つれづれなるままに-日暮日記

現世の森羅万象を心に映りゆくままに書きつくる。

再度言う、消費税反対の愚かさ

 前回の「日暮日記」に、官僚の天下りに寛容な話を書いたところ、「ほ」さんから批判が出ました。「民の天下りは彼ら自らの採算の範囲内でやっているのに対し、官は税金、国公債など民への負担、自らに都合の良い法制によりやっている点が大きく異なる」というご指摘です。官と民の在り方の違いは基本的にはその通りであり、反論はできません。ですから、こういうシステムの論理で言うと、官の自由勝手は許されないでしょうね。
 しかし、官はそれなりに優秀な人材を確保しなければならないという観点に立つと、やはりそこに働く人の労働条件は大きな意味があり、優秀な人材を引き付けるだけの制度でなくてはならないと思うのです。厳しい言い方をすれば、民間企業は最悪つぶれてもいいのかも知れませんが、国にしろ地方にしろ政府、自治体はつぶすわけにはいかないのですから、彼らの生涯労働条件をそれなりに考えてあげなければならないでしょう。小生は、溜飲を下げるような、世間的に受けがいい「官僚、役人悪玉論」は賛成しません。もちろん我田引水するような役所のシステムには目を光らせなければなりませんが、、。
 また、ちょっと的外れの反論ですが、民間では結構、下請けに大企業の退職者を押し付けているケースがあります。その場合、連結決算しているような子会社はともかく、下で競わせているような中小零細企業は大企業の採算の範囲内ではありません。そうであれば、中には下請け側で倒産するところが出るかも知れませんが、大企業側はそれには関知しないでしょう。言いたいのは、倒産はあくまで下請けの方で、大企業が倒産するわけではないということです。

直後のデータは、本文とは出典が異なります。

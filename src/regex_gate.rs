// regex_gate.rs
//! ReDoS guard (spec §4.6, C6).
//!
//! Before any caller-supplied regex reaches the matcher, it is parsed with
//! `regex-syntax` and walked for the two catastrophic-backtracking shapes
//! that matter in practice: a quantified group that itself contains a
//! quantifier (`(a+)+`), and bounded repetition with a very high upper
//! bound (`a{1,100000}`). Patterns that pass this walk but still fail to
//! compile surface the compiler's own message (spec §4.6).

use regex_syntax::hir::{Hir, HirKind, Repetition};
use regex_syntax::Parser;

use crate::error::{ErrorKind, FsContextError};

/// Repetition bounds above this are treated as unsafe regardless of nesting;
/// a single unnested `a{100000}` is cheap to match but still cheap to reject,
/// and rejecting it early keeps the gate's behavior easy to reason about.
const MAX_BOUNDED_REPETITION: u32 = 10_000;

/// Checks `pattern` for ReDoS-prone structure. Returns the parsed `Hir` on
/// success so callers that already need to inspect it (none currently do,
/// but this mirrors how a safe-regex analyzer is normally consumed) don't
/// have to re-parse.
pub fn check_safe(pattern: &str) -> Result<Hir, FsContextError> {
    let hir = Parser::new().parse(pattern).map_err(|e| {
        FsContextError::new(
            ErrorKind::InvalidPattern,
            format!("regex parse error: {e}"),
        )
    })?;

    if has_nested_quantifier(&hir, false) {
        return Err(FsContextError::new(
            ErrorKind::InvalidPattern,
            "pattern rejected: nested quantifiers can cause catastrophic \
             backtracking (ReDoS/unsafe)",
        ));
    }

    Ok(hir)
}

/// Walks the HIR looking for a repetition node nested inside another
/// repetition node (directly, or through concatenation/group/alternation
/// wrappers that don't themselves bound the match length).
///
/// `inside_repetition` tracks whether an ancestor was itself a repetition
/// whose bounds permit unbounded or large repeat counts.
fn has_nested_quantifier(hir: &Hir, inside_repetition: bool) -> bool {
    match hir.kind() {
        HirKind::Repetition(rep) => {
            if is_huge_bound(rep) {
                return true;
            }
            if inside_repetition && is_quantifying(rep) {
                return true;
            }
            has_nested_quantifier(&rep.sub, inside_repetition || is_quantifying(rep))
        }
        HirKind::Capture(cap) => has_nested_quantifier(&cap.sub, inside_repetition),
        HirKind::Concat(subs) | HirKind::Alternation(subs) => subs
            .iter()
            .any(|s| has_nested_quantifier(s, inside_repetition)),
        _ => false,
    }
}

/// True for any repetition that can actually repeat more than once —
/// `a?` (max 1) is not a quantifier-nesting risk, `a*`/`a+`/`a{2,}` are.
fn is_quantifying(rep: &Repetition) -> bool {
    rep.max.map(|max| max > 1).unwrap_or(true)
}

/// True when the repetition's own bound is large enough to be a resource
/// risk by itself, independent of nesting (spec §4.6: "very high bounded
/// repetition").
fn is_huge_bound(rep: &Repetition) -> bool {
    rep.min > MAX_BOUNDED_REPETITION || rep.max.is_some_and(|max| max > MAX_BOUNDED_REPETITION)
}

#[cfg(test)]
mod tests {
    use super::*;

    #[test]
    fn accepts_simple_patterns() {
        assert!(check_safe(r#"hello\s*=\s*"world""#).is_ok());
        assert!(check_safe(r"^[a-z]+@[a-z]+\.[a-z]{2,3}$").is_ok());
    }

    #[test]
    fn rejects_nested_quantifier() {
        assert!(check_safe(r"(a+)+").is_err());
        assert!(check_safe(r"(a*)*").is_err());
        assert!(check_safe(r"([a-zA-Z]+)*$").is_err());
    }

    #[test]
    fn rejects_huge_bounded_repetition() {
        assert!(check_safe(r"a{1,100000}").is_err());
    }

    #[test]
    fn surfaces_compiler_message_for_syntactically_invalid_pattern() {
        let err = check_safe(r"(unclosed").unwrap_err();
        assert_eq!(err.kind, ErrorKind::InvalidPattern);
    }
}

 それはさておき、総選挙に向けて各党の政策が徐々に明らかになってきました。いまだに消費税に反対と言っている政党もありますが、正直これにはあきれます。目の前しか見えない庶民に迎合する悪しきポピュリズムです。何度も書いているように、今夏、小沢の反乱で、消費税が廃案になりそうになったとき、マーケットではジャンクボンド化を懸念して日本の国債長期金利が上昇しました。これは、日本の財政制度への不信感の表れであり、もう税の増収を計らなければ、日本国は持たないということを示しているのです。
 消費税反対の政党がよくいうセリフに「こんな不景気の時に増税してどうするのか」ですが、「じゃー日本はいつになったら増税できる機会が訪れるのか、その前に国家財政が破たんしてギリシャの二の前になるぞ」と言いたくなります。左翼政党は相変わらず「大企業、大富豪から税金を取ればいい」と紋切型の主張をしています。これも一見分かりやすいのですが、よく考えるとしょせん浅知恵であることに変わりありません。日本が大企業や富豪に過酷な税を課すなら、彼らはなにも日本に固執しないのです。欧米などでもすでに見られますが、企業も富豪もさっさとタックスヘーブンの国に逃げてしまいます。

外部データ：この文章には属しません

// model.rs
//! The data model from spec §3, shared by every operation in
//! `operations.rs`. Kept serde-serializable so any transport layer a
//! caller bolts on can hand these straight to a wire format, even though
//! the transport itself is out of scope (spec §1).

use serde::{Deserialize, Serialize};

/// Kind of a filesystem entry as surfaced to a caller.
#[derive(Debug, Clone, Copy, PartialEq, Eq, Serialize, Deserialize)]
#[serde(rename_all = "lowercase")]
pub enum EntryKind {
    File,
    Directory,
    Symlink,
    Other,
}

/// A single filesystem entry (spec §3 `FileEntry`).
///
/// `relative_to_base` always uses forward slashes regardless of platform —
/// this is enforced at construction, not left to callers to normalize.
#[derive(Debug, Clone, Serialize, Deserialize)]
pub struct FileEntry {
    pub name: String,
    pub absolute_path: String,
    pub relative_to_base: String,
    pub kind: EntryKind,
    #[serde(skip_serializing_if = "Option::is_none")]
    pub size: Option<u64>,
    #[serde(skip_serializing_if = "Option::is_none")]
    pub mtime: Option<i64>,
    #[serde(skip_serializing_if = "Option::is_none")]
    pub symlink_target: Option<String>,
}

/// Forces forward slashes in a relative path, independent of platform
/// separator — `FileEntry.relativeToBase` is always `/`-joined (spec §3).
pub fn to_forward_slash(path: &std::path::Path) -> String {
    path.components()
        .map(|c| c.as_os_str().to_string_lossy().into_owned())
        .collect::<Vec<_>>()
        .join("/")
}

/// A node in the directory tree builder's output (spec §3 `TreeNode`).
#[derive(Debug, Clone, Serialize, Deserialize)]
pub struct TreeNode {
    pub name: String,
    pub kind: TreeNodeKind,
    #[serde(skip_serializing_if = "Option::is_none")]
    pub size: Option<u64>,
    #[serde(skip_serializing_if = "Option::is_none")]
    pub children: Option<Vec<TreeNode>>,
}

#[derive(Debug, Clone, Copy, PartialEq, Eq, Serialize, Deserialize)]
#[serde(rename_all = "lowercase")]
pub enum TreeNodeKind {
    File,
    Directory,
}

/// One content-scanner match (spec §3 `MatchRecord`).
#[derive(Debug, Clone, Serialize, Deserialize)]
pub struct MatchRecord {
    pub relative_file: String,
    pub line_number: usize,
    pub content: String,
    #[serde(skip_serializing_if = "Option::is_none")]
    pub context_before: Option<Vec<String>>,
    #[serde(skip_serializing_if = "Option::is_none")]
    pub context_after: Option<Vec<String>>,
    pub match_count: usize,
}

/// Which bounded-read mode produced a [`ReadResult`] (spec §4.4).
#[derive(Debug, Clone, Copy, PartialEq, Eq, Serialize, Deserialize)]
#[serde(rename_all = "lowercase")]
pub enum ReadMode {
    Full,
    Head,
    Tail,
    Range,
}

/// Result of a bounded file read (spec §3 `ReadResult`).
///
/// `truncated` is true whenever `content` omits any part of the underlying
/// file — set once, never cleared, per spec §3 invariant 4.
#[derive(Debug, Clone, Serialize, Deserialize)]
pub struct ReadResult {
    pub path: String,
    pub content: String,
    pub truncated: bool,
    pub read_mode: ReadMode,
    #[serde(skip_serializing_if = "Option::is_none")]
    pub total_lines: Option<usize>,
    #[serde(skip_serializing_if = "Option::is_none")]
    pub lines_read: Option<usize>,
    #[serde(skip_serializing_if = "Option::is_none")]
    pub has_more_lines: Option<bool>,
    #[serde(skip_serializing_if = "Option::is_none")]
    pub head: Option<usize>,
    #[serde(skip_serializing_if = "Option::is_none")]
    pub tail: Option<usize>,
    #[serde(skip_serializing_if = "Option::is_none")]
    pub start_line: Option<usize>,
    #[serde(skip_serializing_if = "Option::is_none")]
    pub end_line: Option<usize>,
}

/// Enumerated cause of truncation (spec Glossary: "Stopped reason").
#[derive(Debug, Clone, Copy, PartialEq, Eq, Serialize, Deserialize)]
#[serde(rename_all = "camelCase")]
pub enum StoppedReason {
    MaxResults,
    MaxFiles,
    Timeout,
    MaxEntries,
    Aborted,
}

/// Metadata for the `stat`/`statMany` operations (spec §6).
#[derive(Debug, Clone, Serialize, Deserialize)]
pub struct FileInfo {
    pub path: String,
    pub kind: EntryKind,
    #[serde(skip_serializing_if = "Option::is_none")]
    pub size: Option<u64>,
    #[serde(skip_serializing_if = "Option::is_none")]
    pub mtime: Option<i64>,
    pub is_symlink: bool,
}

/// Summary envelope for `listDirectory`/`search` (spec §6).
#[derive(Debug, Clone, Serialize, Deserialize)]
pub struct SearchSummary {
    pub matched: usize,
    pub truncated: bool,
    pub files_scanned: usize,
    #[serde(skip_serializing_if = "Option::is_none")]
    pub stopped_reason: Option<StoppedReason>,
}

/// User-visible error envelope (spec §7: `{ok:false, error:{code,
/// message, path?, suggestion?}}`).
#[derive(Debug, Clone, Serialize)]
pub struct ErrorEnvelope {
    pub code: &'static str,
    pub message: String,
    #[serde(skip_serializing_if = "Option::is_none")]
    pub path: Option<String>,
    #[serde(skip_serializing_if = "Option::is_none")]
    pub suggestion: Option<String>,
}

impl From<&crate::error::FsContextError> for ErrorEnvelope {
    fn from(err: &crate::error::FsContextError) -> Self {
        Self {
            code: err.kind.code(),
            message: err.message.clone(),
            path: err.path.clone(),
            suggestion: err.suggestion.clone(),
        }
    }
}

#[cfg(test)]
mod tests {
    use super::*;
    use std::path::Path;

    #[test]
    fn relative_path_uses_forward_slashes() {
        let p = Path::new("a").join("b").join("c.txt");
        assert_eq!(to_forward_slash(&p), "a/b/c.txt");
    }
}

 小生も以前香港に駐在していた時に、日本の金持ちが大勢香港に来て生活しているのを目撃しました。香港もシンガポール法人税所得税が16−20%程度と低いですから、こちらの方がはるかに暮らしやすいのです。今はグローバリゼイションの世の中、企業も人も流動性を持っていますし、金持ちはとくに海外に出ることへの抵抗がないのです。特定な人を狙い撃ちにする税制であれば、その人たちは愛着ある母国であっても、さっさとおさらばしてしまうでしょう。
 その点、だれからも税金が取れる消費税は、先進国の欧州各国がこの税制にこだわり、すでに20数%の税率を課していることからも見ても、もっとも合理的な税システムであることが分かると思います。企業も人も、税も、日本一国の国内だけで動いているわけではないのです。選挙民は、もっと世界全体をながめるマクロ的、俯瞰的な視点で判断したいものです。
 下の写真は、中国江西省ム源県の繁華街で見た新婚夫婦。中国では、結婚式の礼装をしカメラマンを引き連れて街中を動き、風景がきれいなところで記念写真を撮る風習があります。これは、自分たちの記念アルバムを作るためというより、晴れやかな衣装を周りの人に見せ、祝福されたいという意味があるのだと思います。